One example is the outreach the Nationals have made with local youth teams in the D.C. area. Look at their uniforms. In 2020, there will be 27 youth leagues in D.C., Virginia, and Maryland that will wear Nationals gear, of varying colors and logos to tell the teams apart. Bertani described how they’re building a following for a young team — the Nats relocated from Montreal before the 2005 season — and that has to include connecting with youngsters, especially in a locale like Washington, where so many residents are transplants.

Part of community relations also is relating to players, and what Bertani learned from her time with the Cardinals can benefit the business of baseball. She works with the families of players — to attend games, to travel to playoff games, to get into NLCS celebrations — and that connection can be a competitive advantage.
“I saw it happen in St. Louis with (Mark) McGwire, Scott Rolen, Jim Edmonds, where if they’re happy there, if their life is there, if their family is happy, then they might give you the hometown discount to stay, or will want to stay,” Bertani said. “The money, the contract being similar — not exactly the same, but similar — maybe that feeling of the family being comfortable and happy and taken care of goes a long way to making the decision. We’ve all kind of figured out that value. We want to attract good players. Players talk. Families talk. They know which team provides a good experience. That can make a difference.”

The Bertani family was split during the NLCS, Shawn said. Everyone was for the Cardinals, except her.

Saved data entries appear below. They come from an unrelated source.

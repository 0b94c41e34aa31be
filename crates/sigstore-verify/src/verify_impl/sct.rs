//! Certificate transparency: embedded SCT verification (RFC 6962)
//!
//! Fulcio logs every certificate as a precertificate before issuing it. The
//! log's signed certificate timestamp covers the precertificate TBS, which is
//! the final TBS without the SCT list extension, together with a hash of the
//! issuer's public key.

use crate::error::{Error, Result};
use chrono::{DateTime, Utc};
use const_oid::db::rfc6962::CT_PRECERT_SCTS;
use der::{Decode, Encode};
use sigstore_crypto::{Certificate, KeyType, SigningScheme};
use sigstore_trust_root::TLogAuthority;
use tls_codec::{SerializeBytes, TlsByteVecU16, TlsByteVecU24, TlsSerializeBytes, TlsSize};
use x509_cert::ext::pkix::sct::Version;
use x509_cert::ext::pkix::{SignedCertificateTimestamp, SignedCertificateTimestampList};

// TLS SignatureAndHashAlgorithm code points (RFC 5246)
const ECDSA_SHA256: u16 = 0x0403;
const ECDSA_SHA384: u16 = 0x0503;
const ECDSA_SHA512: u16 = 0x0603;
const RSA_PKCS1_SHA256: u16 = 0x0401;
const RSA_PKCS1_SHA384: u16 = 0x0501;
const RSA_PKCS1_SHA512: u16 = 0x0601;

#[derive(PartialEq, Debug, TlsSerializeBytes, TlsSize)]
#[repr(u8)]
enum SignatureType {
    CertificateTimestamp = 0,
    #[allow(unused)]
    TreeHash = 1,
}

#[derive(PartialEq, Debug)]
#[repr(u16)]
enum LogEntryType {
    X509Entry = 0,
    PrecertEntry = 1,
}

#[derive(PartialEq, Debug, TlsSerializeBytes, TlsSize)]
struct PreCert {
    /// SHA-256 of the issuer's SubjectPublicKeyInfo
    issuer_key_hash: [u8; 32],
    tbs_certificate: TlsByteVecU24,
}

#[derive(PartialEq, Debug, TlsSerializeBytes, TlsSize)]
#[repr(u16)]
enum SignedEntry {
    #[allow(unused)]
    #[tls_codec(discriminant = "LogEntryType::X509Entry")]
    X509Entry(TlsByteVecU24),
    #[tls_codec(discriminant = "LogEntryType::PrecertEntry")]
    PrecertEntry(PreCert),
}

/// The structure a CT log signs for an embedded SCT
#[derive(PartialEq, Debug, TlsSerializeBytes, TlsSize)]
struct SctSignedData {
    version: Version,
    signature_type: SignatureType,
    timestamp: u64,
    signed_entry: SignedEntry,
    extensions: TlsByteVecU16,
}

impl SctSignedData {
    fn new(
        leaf: &Certificate,
        sct: &SignedCertificateTimestamp,
        issuer_key_hash: [u8; 32],
    ) -> Result<Self> {
        let mut tbs_precert = leaf.inner().tbs_certificate.clone();
        tbs_precert.extensions = tbs_precert.extensions.map(|exts| {
            exts.into_iter()
                .filter(|ext| ext.extn_id != CT_PRECERT_SCTS)
                .collect()
        });
        let tbs_precert_der = tbs_precert
            .to_der()
            .map_err(|e| Error::Certificate(format!("failed to encode precertificate: {}", e)))?;

        Ok(Self {
            version: match sct.version {
                Version::V1 => Version::V1,
            },
            signature_type: SignatureType::CertificateTimestamp,
            timestamp: sct.timestamp,
            signed_entry: SignedEntry::PrecertEntry(PreCert {
                issuer_key_hash,
                tbs_certificate: tbs_precert_der.as_slice().into(),
            }),
            extensions: sct.extensions.clone(),
        })
    }
}

/// A verified SCT
#[derive(Debug, Clone, PartialEq, Eq)]
pub(crate) struct VerifiedSct {
    pub log_id: Vec<u8>,
    pub timestamp: DateTime<Utc>,
}

/// Verify every SCT embedded in `leaf`, issued by `issuer`.
///
/// Each SCT must verify under a CT log with the same log ID whose key was
/// valid at the SCT time. A certificate without the SCT extension yields no
/// SCTs.
pub(crate) fn verify_embedded_scts(
    leaf: &Certificate,
    issuer: &Certificate,
    ctlogs: &[TLogAuthority],
) -> Result<Vec<VerifiedSct>> {
    let Some(ext) = leaf.extension_value(CT_PRECERT_SCTS) else {
        return Ok(Vec::new());
    };
    let list = SignedCertificateTimestampList::from_der(ext)
        .map_err(|e| Error::Certificate(format!("failed to decode SCT list: {}", e)))?;
    let serialized = list
        .parse_timestamps()
        .map_err(|e| Error::Certificate(format!("failed to parse SCT list: {:?}", e)))?;

    let issuer_spki = issuer
        .spki_der()
        .map_err(|e| Error::Certificate(e.to_string()))?;
    let issuer_key_hash = *sigstore_crypto::sha256(&issuer_spki).as_bytes();

    let mut verified = Vec::with_capacity(serialized.len());
    for single in &serialized {
        let sct = single
            .parse_timestamp()
            .map_err(|e| Error::Certificate(format!("failed to parse SCT: {:?}", e)))?;
        verified.push(verify_sct(leaf, &sct, issuer_key_hash, ctlogs)?);
    }
    Ok(verified)
}

fn verify_sct(
    leaf: &Certificate,
    sct: &SignedCertificateTimestamp,
    issuer_key_hash: [u8; 32],
    ctlogs: &[TLogAuthority],
) -> Result<VerifiedSct> {
    let log_id = sct.log_id.key_id.to_vec();
    let millis = i64::try_from(sct.timestamp)
        .map_err(|_| Error::Certificate("SCT timestamp out of range".to_string()))?;
    let timestamp = DateTime::from_timestamp(millis / 1000, 0)
        .ok_or_else(|| Error::Certificate("SCT timestamp out of range".to_string()))?;

    let signed_data = SctSignedData::new(leaf, sct, issuer_key_hash)?
        .tls_serialize()
        .map_err(|e| Error::Certificate(format!("failed to serialize SCT data: {}", e)))?;
    let alg_bytes = sct.signature.algorithm.tls_serialize().map_err(|e| {
        Error::Certificate(format!("failed to serialize SCT signature algorithm: {}", e))
    })?;
    let [hash, sig] = alg_bytes[..] else {
        return Err(Error::Certificate(
            "malformed SCT signature algorithm".to_string(),
        ));
    };
    let algorithm = u16::from_be_bytes([hash, sig]);
    let signature = sct.signature.signature.as_slice();

    let verified = ctlogs
        .iter()
        .filter(|ctlog| ctlog.log_id == log_id && ctlog.valid_for.contains(timestamp))
        .any(|ctlog| {
            sct_scheme(algorithm, ctlog.public_key.key_type()).is_some_and(|scheme| {
                ctlog
                    .public_key
                    .verify_with_scheme(scheme, &signed_data, signature)
                    .is_ok()
            })
        });

    if verified {
        Ok(VerifiedSct { log_id, timestamp })
    } else {
        Err(Error::Certificate(format!(
            "SCT from log {} could not be verified",
            hex::encode(&log_id)
        )))
    }
}

fn sct_scheme(algorithm: u16, key_type: KeyType) -> Option<SigningScheme> {
    let scheme = match (algorithm, key_type) {
        (ECDSA_SHA256, KeyType::EcP256) => SigningScheme::EcdsaP256Sha256,
        (ECDSA_SHA384, KeyType::EcP256) => SigningScheme::EcdsaP256Sha384,
        (ECDSA_SHA256, KeyType::EcP384) => SigningScheme::EcdsaP384Sha256,
        (ECDSA_SHA384, KeyType::EcP384) => SigningScheme::EcdsaP384Sha384,
        (ECDSA_SHA512, KeyType::EcP521) => SigningScheme::EcdsaP521Sha512,
        (RSA_PKCS1_SHA256, KeyType::Rsa) => SigningScheme::RsaPkcs1Sha256,
        (RSA_PKCS1_SHA384, KeyType::Rsa) => SigningScheme::RsaPkcs1Sha384,
        (RSA_PKCS1_SHA512, KeyType::Rsa) => SigningScheme::RsaPkcs1Sha512,
        _ => return None,
    };
    Some(scheme)
}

She thinks her mother quietly leaned her way. Her dad, a boy from The Hill who had a career at the coolest place in town and handfuls of rings to show for it, did too. Including the 2011 and all NL championships, Mike has been an official with the Cardinals for nine rings, among the most of any exec for the team. Shawn is still looking for her first. The timing of here departure from the Cardinals, in 2003 and time in Houston, from 2008-2012, means she’s just missed titles at each place.
“I missed it in St. Louis. I missed it in Houston,” Bertani said, laughing. “So it would be ironic if my first one comes through St. Louis, through Houston.”